◆ TASK GOAL ◆
What lines of the data hold the string "NoteResult"? Pull each one out.

◆ ◆ ◆ ◆ ◆ ◆ ◆

use anyhow::Context;
use sqlx::{migrate::Migrator, postgres::PgPoolOptions, PgPool};

use crate::{datastore::DataStore, domain::VideoTask};

static MIGRATOR: Migrator = sqlx::migrate!();

#[derive(Debug, Clone)]
pub struct PgDataStore {
    pub pool: PgPool,
}

impl PgDataStore {
    /// Establish connection to database and create the video_tasks table
    /// if not exists
    pub async fn init(database_url: &str) -> anyhow::Result<Self> {
        let pool = PgPoolOptions::new()
            .max_connections(5)
            .connect(database_url)
            .await
            .inspect_err(
                |e| tracing::error!(error = ?e, "Failed to establish connection to database"),
            )
            .context("Failed to connect to postgres database")?;

        MIGRATOR
            .run(&pool)
            .await
            .inspect_err(|e| tracing::error!(error = ?e, "Failed to run database migrations"))
            .context("Failed to run database migrations")?;

        Ok(PgDataStore { pool })
    }
}

impl DataStore for PgDataStore {
    async fn insert_video_task(
        &self,
        video_id: &str,
        platform: &str,
        task_id: &str,
    ) -> anyhow::Result<()> {
        sqlx::query(
            r#"
            INSERT INTO video_tasks (video_id, platform, task_id)
            VALUES ($1, $2, $3)
            ON CONFLICT (task_id) DO NOTHING
            "#,
        )
        .bind(video_id)
        .bind(platform)
        .bind(task_id)
        .execute(&self.pool)
        .await
        .inspect_err(|err| {
            tracing::error!(
                error = ?err,
                %video_id,
                %platform,
                %task_id,
                "Failed to insert video task"
            )
        })
        .context("Failed to insert video task")?;

        Ok(())
    }

    async fn get_task_by_video(
        &self,
        video_id: &str,
        platform: &str,
    ) -> anyhow::Result<Option<String>> {
        let row = sqlx::query_as::<_, VideoTask>(
            r#"
            SELECT video_id, platform, task_id, created_at FROM video_tasks
            WHERE video_id = $1 AND platform = $2
            ORDER BY created_at DESC
            LIMIT 1
            "#,
        )
        .bind(video_id)
        .bind(platform)
        .fetch_optional(&self.pool)
        .await
        .inspect_err(|e| tracing::error!(error = ?e, "Failed to fetch video task"))
        .context("Failed to fetch video task")?;

        Ok(row.map(|r| r.task_id))
    }

    async fn delete_task_by_video(&self, video_id: &str, platform: &str) -> anyhow::Result<u64> {
        let result = sqlx::query("DELETE FROM video_tasks WHERE video_id = $1 AND platform = $2")
            .bind(video_id)
            .bind(platform)
            .execute(&self.pool)
            .await
            .inspect_err(|e| tracing::error!(error = ?e, "Failed to delete video tasks"))
            .context("Failed to delete video tasks")?;

        Ok(result.rows_affected())
    }
}
pub mod openai;
pub mod prompt;
pub mod provider;
pub mod summarizer;
pub mod transcriber;
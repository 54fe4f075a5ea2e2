use std::sync::Arc;

use note_datastore::DataStore;
use serde::Serialize;
use tokio::task::{JoinError, JoinHandle};

use crate::{
    downloader::{extract_video_id, is_known_platform},
    error::Error,
    llm::{summarizer::SummarizerFactory, transcriber::Transcriber},
    processor::NoteProcessor,
    types::{NoteRequest, NoteResult, TaskStatus},
};

/// What a status poll returns
#[derive(Debug, Clone, PartialEq, Serialize)]
pub struct TaskPoll {
    pub task_id: String,
    pub status: TaskStatus,
    #[serde(skip_serializing_if = "Option::is_none")]
    pub message: Option<String>,
    /// Present once the task reached SUCCESS
    #[serde(skip_serializing_if = "Option::is_none")]
    pub result: Option<NoteResult>,
}

fn join_error_message(err: JoinError) -> String {
    if !err.is_panic() {
        return "task was cancelled".into();
    }
    let payload = err.into_panic();
    let detail = payload
        .downcast_ref::<&str>()
        .map(|s| s.to_string())
        .or_else(|| payload.downcast_ref::<String>().cloned())
        .unwrap_or_else(|| "unknown panic".into());
    format!("task panicked: {detail}")
}

/// Accepts note requests, runs each on its own tokio task and answers
/// status polls
pub struct TaskRunner<D, T, S>
where
    D: DataStore + Send + Sync + 'static,
    T: Transcriber + Send + Sync + 'static,
    S: SummarizerFactory + Send + Sync + 'static,
{
    processor: Arc<NoteProcessor<D, T, S>>,
}

impl<D, T, S> Clone for TaskRunner<D, T, S>
where
    D: DataStore + Send + Sync + 'static,
    T: Transcriber + Send + Sync + 'static,
    S: SummarizerFactory + Send + Sync + 'static,
{
    fn clone(&self) -> Self {
        Self {
            processor: Arc::clone(&self.processor),
        }
    }
}

impl<D, T, S> TaskRunner<D, T, S>
where
    D: DataStore + Send + Sync + 'static,
    T: Transcriber + Send + Sync + 'static,
    S: SummarizerFactory + Send + Sync + 'static,
{
    pub fn new(processor: NoteProcessor<D, T, S>) -> Self {
        Self {
            processor: Arc::new(processor),
        }
    }

    pub fn processor(&self) -> &NoteProcessor<D, T, S> {
        &self.processor
    }

    /// Rejects a video that already has a note, then starts the task in the
    /// background. A task that panics or is cancelled is recorded as FAILED.
    ///
    /// Platforms without a registered downloader are not rejected here; the
    /// task itself fails with a configuration error and records FAILED.
    #[tracing::instrument(skip_all, fields(task_id = %request.task_id, platform = %request.platform))]
    pub async fn submit(
        &self,
        request: NoteRequest,
    ) -> Result<JoinHandle<Result<NoteResult, Error>>, Error> {
        if is_known_platform(&request.platform) {
            let video_id = extract_video_id(&request.video_url, &request.platform).ok_or_else(
                || Error::InvalidUrl {
                    url: request.video_url.clone(),
                    platform: request.platform.clone(),
                },
            )?;

            let existing = self
                .processor
                .store()
                .get_task_by_video(&video_id, &request.platform)
                .await
                .inspect_err(|e| tracing::error!(error = ?e, "Failed to look up video task"))
                .map_err(Error::DataStore)?;

            if let Some(task_id) = existing {
                tracing::warn!(%video_id, existing_task = %task_id, "Duplicate submission rejected");
                return Err(Error::DuplicateTask {
                    video_id,
                    platform: request.platform,
                    task_id,
                });
            }
        }

        let task_id = request.task_id.clone();
        let processor = Arc::clone(&self.processor);
        let worker = tokio::spawn(async move { processor.generate(&request).await });

        let processor = Arc::clone(&self.processor);
        Ok(tokio::spawn(async move {
            match worker.await {
                Ok(result) => result,
                Err(e) => {
                    let message = join_error_message(e);
                    tracing::error!(%task_id, %message, "Note task aborted");
                    if let Err(status_err) = processor
                        .status_store()
                        .write(&task_id, TaskStatus::Failed, Some(message.clone()))
                        .await
                    {
                        tracing::error!(error = ?status_err, "Failed to record task failure");
                    }
                    Err(Error::Aborted { task_id, message })
                }
            }
        }))
    }

    pub async fn poll(&self, task_id: &str) -> Result<TaskPoll, Error> {
        let record = self.processor.status_store().read(task_id).await?;
        let result = match record.status {
            TaskStatus::Success => self.processor.cache().load_note(task_id).await,
            _ => None,
        };
        Ok(TaskPoll {
            task_id: task_id.to_string(),
            status: record.status,
            message: record.message,
            result,
        })
    }

    /// Forgets the note of `(video_id, platform)` so it can be generated again,
    /// purging the checkpoints of the most recent task. Returns the number of
    /// association records removed.
    #[tracing::instrument(skip(self))]
    pub async fn delete_note(&self, video_id: &str, platform: &str) -> Result<u64, Error> {
        let store = self.processor.store();
        let latest = store
            .get_task_by_video(video_id, platform)
            .await
            .map_err(Error::DataStore)?;

        let removed = store
            .delete_task_by_video(video_id, platform)
            .await
            .inspect_err(|e| tracing::error!(error = ?e, "Failed to delete video task"))
            .map_err(Error::DataStore)?;

        if let Some(task_id) = latest {
            self.processor.purge_task(&task_id).await?;
        }
        tracing::info!(removed, "Deleted note");
        Ok(removed)
    }
}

◆ ◆ ◆ ◆ ◆ ◆ ◆

◆ FINAL ANSWER ◆
    types::{NoteRequest, NoteResult, TaskStatus},
    pub result: Option<NoteResult>,
    ) -> Result<JoinHandle<Result<NoteResult, Error>>, Error> {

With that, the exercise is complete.